Rara,
caprichosa, cruel. La vida en su sinuosa voluntad, de cumbres y abismos, de
cambios de timón.
Esa
vida, a veces nos encuentra en esquinas oscuras, empapadas de tristeza y al
doblarlas, una luz tenue va marcando una ruta a la sonrisa, a la tímida palidez
de una alegría pequeña; vuelve luego al miedo, al vértigo, a la ausencia. De
ahí, a la dicha, al orgasmo, al sueño.
Ciclos
de amor y de añoranza nos envuelven los días, ganas sumergidas en otras ganas.
Conspiraciones de recuerdos precedentes de miedos paralizantes sucedidos por
días en que somos el Superhombre de Nietzsche o el supermán de los cómics y las
jugueterías, o el héroe de alguien y el malo de los cuentos de aquellos que nos
odian.
Se
estira y encoge la vida, a veces lenta, armoniosa y acompasada como la cópula
de unos amantes que se aman, otras veces rauda y violenta como el sexo de unos
amantes que se odian.
Ayer
pasé por una de esas esquinas, la que enfrenta las calles Adiós y Desolación.

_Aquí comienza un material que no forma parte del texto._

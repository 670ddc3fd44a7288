//! OpenSeeFace face tracker port: heatmap face detector plus a sparse
//! landmark regressor, both ONNX sessions.
//!
//! The detection model emits a face-center heatmap alongside its own
//! max-pooled copy; peaks are cells the pooling left unchanged. The
//! landmark model emits per-point heatmaps with two offset channels
//! decoded through a scaled logit. Unlike every other accelerated
//! backend, session creation falls back to CPU on provider failure.

use std::cmp::Ordering;
use std::sync::Mutex;

use ort::session::Session;

use crate::detection::domain::detector::Detector;
use crate::detection::domain::engine_config::OpenSeeFaceConfig;
use crate::detection::infrastructure::downscale::WorkingCopy;
use crate::detection::infrastructure::execution_provider::build_session_with_fallback;
use crate::detection::infrastructure::math::RawDetection;
use crate::detection::infrastructure::model_fetcher;
use crate::detection::infrastructure::throttle::ThrottleCounter;
use crate::shared::bbox::BBox;
use crate::shared::constants::{
    OPENSEEFACE_DETECT_MODEL_NAME, OPENSEEFACE_LANDMARK_MODEL_NAME, OPENSEEFACE_MODEL_BASE_URL,
    SPARSE_LANDMARK_COUNT,
};
use crate::shared::detection_record::DetectionRecord;
use crate::shared::frame::Frame;

const SOURCE_TAG: &str = "openseeface";

/// Both models take 224x224 inputs.
const INPUT_SIZE: u32 = 224;

/// Detection heatmap resolution (stride 4 over the input).
const DETECT_GRID: usize = 56;

/// Landmark heatmap resolution.
const LANDMARK_GRID: usize = 28;

/// Offset channels carry probabilities; positions recover through
/// `ln(p / (1 - p)) / 16`, in input-resolution units.
const LOGIT_FACTOR: f32 = 16.0;

/// Crop margins around the detected box before landmark regression.
const CROP_MARGIN_X: f32 = 0.1;
const CROP_MARGIN_Y: f32 = 0.125;

const IMAGENET_MEAN: [f32; 3] = [0.485, 0.456, 0.406];
const IMAGENET_STD: [f32; 3] = [0.229, 0.224, 0.225];

pub struct OpenSeeFaceEngine {
    detect_session: Mutex<Session>,
    landmark_session: Mutex<Session>,
    max_detection_width: u32,
    min_confidence: f32,
    max_faces: usize,
    throttle: ThrottleCounter,
    last_result: Option<Vec<DetectionRecord>>,
}

impl OpenSeeFaceEngine {
    pub fn from_config(config: &OpenSeeFaceConfig) -> Result<Self, Box<dyn std::error::Error>> {
        let model_dir = config.model_dir.as_deref();
        let detect_path = model_fetcher::resolve(
            OPENSEEFACE_DETECT_MODEL_NAME,
            &format!("{OPENSEEFACE_MODEL_BASE_URL}/{OPENSEEFACE_DETECT_MODEL_NAME}"),
            model_dir,
            None,
        )?;
        let landmark_path = model_fetcher::resolve(
            OPENSEEFACE_LANDMARK_MODEL_NAME,
            &format!("{OPENSEEFACE_MODEL_BASE_URL}/{OPENSEEFACE_LANDMARK_MODEL_NAME}"),
            model_dir,
            None,
        )?;

        let detect_session = build_session_with_fallback(SOURCE_TAG, &detect_path, config.use_gpu)?;
        let landmark_session =
            build_session_with_fallback(SOURCE_TAG, &landmark_path, config.use_gpu)?;

        Ok(Self {
            detect_session: Mutex::new(detect_session),
            landmark_session: Mutex::new(landmark_session),
            max_detection_width: config.max_detection_width,
            min_confidence: config.min_confidence,
            max_faces: config.max_faces,
            throttle: ThrottleCounter::new(config.throttle_interval),
            last_result: None,
        })
    }

    fn compute(
        &mut self,
        frame: &Frame,
    ) -> Result<Vec<DetectionRecord>, Box<dyn std::error::Error>> {
        let work = WorkingCopy::new(frame, self.max_detection_width);
        let raw = self.detect_stage(work.frame())?;

        let mut records = Vec::with_capacity(raw.len());
        for det in raw {
            let bbox = work.restore_bbox(
                BBox::from_corners(det.x1, det.y1, det.x2, det.y2),
                frame.width(),
                frame.height(),
            );
            if bbox.is_empty() {
                continue;
            }

            // Landmarks regress on the original frame; only detection pays
            // the downscale.
            let landmarks = match self.landmark_stage(frame, &bbox) {
                Ok(points) => points,
                Err(e) => {
                    log::warn!("openseeface landmark regression failed for face at {bbox:?}: {e}");
                    Vec::new()
                }
            };

            records.push(
                DetectionRecord::new(bbox, SOURCE_TAG, "face", det.score.min(1.0))
                    .with_landmarks(landmarks),
            );
        }
        Ok(records)
    }

    fn detect_stage(
        &mut self,
        frame: &Frame,
    ) -> Result<Vec<RawDetection>, Box<dyn std::error::Error>> {
        let full = BBox::new(0, 0, frame.width() as i32, frame.height() as i32);
        let input_tensor = preprocess_region(frame, &full, INPUT_SIZE);
        let input_value = ort::value::Tensor::from_array(input_tensor)?;

        let mut session = self
            .detect_session
            .lock()
            .map_err(|e| format!("openseeface detect session lock poisoned: {e}"))?;
        let outputs = session.run(ort::inputs![input_value])?;

        if outputs.len() < 2 {
            return Err(format!(
                "OpenSeeFace detection model expected 2 outputs, got {}",
                outputs.len()
            )
            .into());
        }
        let heatmap = outputs[0].try_extract_array::<f32>()?;
        let pooled = outputs[1].try_extract_array::<f32>()?;
        let heat = heatmap.as_slice().ok_or("Cannot get heatmap slice")?;
        let pool = pooled.as_slice().ok_or("Cannot get maxpool slice")?;

        Ok(decode_heatmap(
            heat,
            pool,
            self.min_confidence,
            self.max_faces,
            frame.width(),
            frame.height(),
        ))
    }

    fn landmark_stage(
        &mut self,
        frame: &Frame,
        bbox: &BBox,
    ) -> Result<Vec<[f32; 3]>, Box<dyn std::error::Error>> {
        let crop = expand_crop(bbox, frame.width(), frame.height());
        if crop.is_empty() {
            return Ok(Vec::new());
        }

        let input_tensor = preprocess_region(frame, &crop, INPUT_SIZE);
        let input_value = ort::value::Tensor::from_array(input_tensor)?;

        let mut session = self
            .landmark_session
            .lock()
            .map_err(|e| format!("openseeface landmark session lock poisoned: {e}"))?;
        let outputs = session.run(ort::inputs![input_value])?;

        let tensor = outputs[0].try_extract_array::<f32>()?;
        let data = tensor.as_slice().ok_or("Cannot get landmark slice")?;

        Ok(pad_landmarks(decode_landmarks(data, &crop)))
    }
}

impl Detector for OpenSeeFaceEngine {
    fn detect(
        &mut self,
        frame: &Frame,
    ) -> Result<Vec<DetectionRecord>, Box<dyn std::error::Error>> {
        let on_phase = self.throttle.tick();
        if on_phase || self.last_result.is_none() {
            let records = self.compute(frame)?;
            self.last_result = Some(records);
        }
        // last_result is always Some here
        Ok(self.last_result.clone().unwrap_or_default())
    }

    fn source_tag(&self) -> &'static str {
        SOURCE_TAG
    }
}

// ---------------------------------------------------------------------------
// Decoding
// ---------------------------------------------------------------------------

/// Peaks of the center heatmap, best first, as frame-pixel detections.
///
/// A cell is a peak when max pooling left its value unchanged; the second
/// heatmap channel holds the face radius as a fraction of half the input.
fn decode_heatmap(
    heat: &[f32],
    pool: &[f32],
    min_confidence: f32,
    max_faces: usize,
    frame_width: u32,
    frame_height: u32,
) -> Vec<RawDetection> {
    let cells = DETECT_GRID * DETECT_GRID;
    if heat.len() < 2 * cells || pool.len() < cells {
        return Vec::new();
    }
    let stride = (INPUT_SIZE as usize / DETECT_GRID) as f32;
    let sx = frame_width as f32 / INPUT_SIZE as f32;
    let sy = frame_height as f32 / INPUT_SIZE as f32;

    let mut peaks: Vec<(usize, f32)> = (0..cells)
        .filter(|&i| (heat[i] - pool[i]).abs() < 1e-4)
        .map(|i| (i, heat[i]))
        .filter(|&(_, score)| score >= min_confidence)
        .collect();
    peaks.sort_by(|a, b| b.1.partial_cmp(&a.1).unwrap_or(Ordering::Equal));
    peaks.truncate(max_faces);

    peaks
        .into_iter()
        .map(|(idx, score)| {
            let x = (idx % DETECT_GRID) as f32 * stride;
            let y = (idx / DETECT_GRID) as f32 * stride;
            let r = heat[cells + idx] * (INPUT_SIZE as f32 / 2.0);
            RawDetection::new((x - r) * sx, (y - r) * sy, (x + r) * sx, (y + r) * sy, score)
        })
        .collect()
}

fn logit(p: f32) -> f32 {
    let p = p.clamp(1e-7, 1.0 - 1e-7);
    (p / (1.0 - p)).ln() / LOGIT_FACTOR
}

/// Landmark tensor layout: `count` heatmap channels, then `count` row
/// offsets, then `count` column offsets, all on the same grid. The point
/// count comes from the channel count, so model variants with more or
/// fewer points decode unchanged. The third output component is the
/// heatmap confidence.
fn decode_landmarks(data: &[f32], crop: &BBox) -> Vec<[f32; 3]> {
    let cells = LANDMARK_GRID * LANDMARK_GRID;
    let count = data.len() / cells / 3;
    if count == 0 {
        return Vec::new();
    }
    let res1 = (INPUT_SIZE - 1) as f32;
    let grid1 = (LANDMARK_GRID - 1) as f32;
    let scale_x = crop.width as f32 / INPUT_SIZE as f32;
    let scale_y = crop.height as f32 / INPUT_SIZE as f32;

    (0..count)
        .map(|i| {
            let heat = &data[i * cells..(i + 1) * cells];
            let (best, conf) = argmax(heat);
            let cell_y = (best / LANDMARK_GRID) as f32;
            let cell_x = (best % LANDMARK_GRID) as f32;
            let off_y = logit(data[(count + i) * cells + best]);
            let off_x = logit(data[(2 * count + i) * cells + best]);

            let x = res1 * (cell_x / grid1 + off_x);
            let y = res1 * (cell_y / grid1 + off_y);
            [
                crop.x as f32 + x * scale_x,
                crop.y as f32 + y * scale_y,
                conf,
            ]
        })
        .collect()
}

fn argmax(values: &[f32]) -> (usize, f32) {
    let mut best = 0;
    let mut best_value = f32::NEG_INFINITY;
    for (i, &v) in values.iter().enumerate() {
        if v > best_value {
            best = i;
            best_value = v;
        }
    }
    (best, best_value)
}

/// Pads a short landmark set up to the sparse count by replicating the
/// last point. The reference tracker fills the final two slots from a
/// separate gaze network this engine does not carry.
fn pad_landmarks(mut points: Vec<[f32; 3]>) -> Vec<[f32; 3]> {
    if points.is_empty() {
        return points;
    }
    while points.len() < SPARSE_LANDMARK_COUNT {
        let last = points[points.len() - 1];
        points.push(last);
    }
    points
}

fn expand_crop(bbox: &BBox, frame_width: u32, frame_height: u32) -> BBox {
    let mx = bbox.width as f32 * CROP_MARGIN_X;
    let my = bbox.height as f32 * CROP_MARGIN_Y;
    BBox::from_corners(
        bbox.x as f32 - mx,
        bbox.y as f32 - my,
        (bbox.x + bbox.width) as f32 + mx,
        (bbox.y + bbox.height) as f32 + my,
    )
    .clamped(frame_width, frame_height)
}

// ---------------------------------------------------------------------------
// Preprocessing
// ---------------------------------------------------------------------------

/// Center-sampled resize of `region` to `size x size`, normalized with
/// ImageNet statistics, NCHW.
fn preprocess_region(frame: &Frame, region: &BBox, size: u32) -> ndarray::Array4<f32> {
    let src = frame.as_ndarray();
    let max_x = frame.width() as i64 - 1;
    let max_y = frame.height() as i64 - 1;
    let s = size as usize;

    let mut tensor = ndarray::Array4::<f32>::zeros((1, 3, s, s));
    for y in 0..s {
        let src_y = region.y as f64 + (y as f64 + 0.5) * region.height as f64 / s as f64;
        let src_y = (src_y as i64).clamp(0, max_y) as usize;
        for x in 0..s {
            let src_x = region.x as f64 + (x as f64 + 0.5) * region.width as f64 / s as f64;
            let src_x = (src_x as i64).clamp(0, max_x) as usize;
            for c in 0..3 {
                let value = src[[src_y, src_x, c]] as f32 / 255.0;
                tensor[[0, c, y, x]] = (value - IMAGENET_MEAN[c]) / IMAGENET_STD[c];
            }
        }
    }
    tensor
}

// ---------------------------------------------------------------------------
// Tests
// ---------------------------------------------------------------------------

Me llevaron mis pasos; como siempre en casos similares, enmudecí. Estaba ahí
parado impávido de cara a la tristeza, plantado a metros de un afecto queriendo
partir, en la retirada de los caballeros.
Frente
a la marcha, la única marcha, la del único adiós, un adiós sin ventana ni pañuelos,
uno sin hasta pronto. Y mientras, a mi me lloviznaban los recuerdos, se me
hacían aguacero, me resbalaba en ellos, mirando los adoquines perderse en la
penumbra absorbente de un pasado recién nacido.
Mudo,
impávido, inútil como suele pasarme en esos casos, ahí estaba yo pensando en un
tango, en un bandoneón soltando su influjo de ecos permanentes que van y vienen
desde las esquinas más lóbregas del puerto de aguas densas donde zarpan las
emociones sublimes, los quejidos, los gemidos, las palabras de amor y el amor
silente de los transeúntes y el amor a gritos de las candilejas y el amor
infamante de las siluetas.
Illich.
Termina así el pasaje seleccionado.